### [TASK STATEMENT]
Down to the last line, set the entries down again exactly.

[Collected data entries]
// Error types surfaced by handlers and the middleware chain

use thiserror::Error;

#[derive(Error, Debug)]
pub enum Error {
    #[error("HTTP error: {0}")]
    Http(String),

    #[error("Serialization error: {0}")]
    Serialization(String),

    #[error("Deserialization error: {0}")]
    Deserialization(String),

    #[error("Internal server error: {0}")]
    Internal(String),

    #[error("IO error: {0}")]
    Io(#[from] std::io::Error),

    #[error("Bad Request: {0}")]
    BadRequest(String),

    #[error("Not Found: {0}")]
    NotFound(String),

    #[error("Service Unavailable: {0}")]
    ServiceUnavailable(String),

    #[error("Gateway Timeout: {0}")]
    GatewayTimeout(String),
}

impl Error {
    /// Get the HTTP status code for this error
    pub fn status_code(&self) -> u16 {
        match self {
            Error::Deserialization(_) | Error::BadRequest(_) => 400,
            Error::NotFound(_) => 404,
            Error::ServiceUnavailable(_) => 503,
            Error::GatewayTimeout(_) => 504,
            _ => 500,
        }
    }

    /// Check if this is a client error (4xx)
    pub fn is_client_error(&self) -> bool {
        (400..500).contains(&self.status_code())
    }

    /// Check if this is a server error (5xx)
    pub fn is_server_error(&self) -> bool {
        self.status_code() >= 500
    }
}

### [ANSWER BOX]
// Error types surfaced by handlers and the middleware chain

use thiserror::Error;

#[derive(Error, Debug)]
pub enum Error {
    #[error("HTTP error: {0}")]
    Http(String),

    #[error("Serialization error: {0}")]
    Serialization(String),

    #[error("Deserialization error: {0}")]
    Deserialization(String),

    #[error("Internal server error: {0}")]
    Internal(String),

    #[error("IO error: {0}")]
    Io(#[from] std::io::Error),

    #[error("Bad Request: {0}")]
    BadRequest(String),

    #[error("Not Found: {0}")]
    NotFound(String),

    #[error("Service Unavailable: {0}")]
    ServiceUnavailable(String),

    #[error("Gateway Timeout: {0}")]
    GatewayTimeout(String),
}

impl Error {
    /// Get the HTTP status code for this error
    pub fn status_code(&self) -> u16 {
        match self {
            Error::Deserialization(_) | Error::BadRequest(_) => 400,
            Error::NotFound(_) => 404,
            Error::ServiceUnavailable(_) => 503,
            Error::GatewayTimeout(_) => 504,
            _ => 500,
        }
    }

    /// Check if this is a client error (4xx)
    pub fn is_client_error(&self) -> bool {
        (400..500).contains(&self.status_code())
    }

    /// Check if this is a server error (5xx)
    pub fn is_server_error(&self) -> bool {
        self.status_code() >= 500
    }
}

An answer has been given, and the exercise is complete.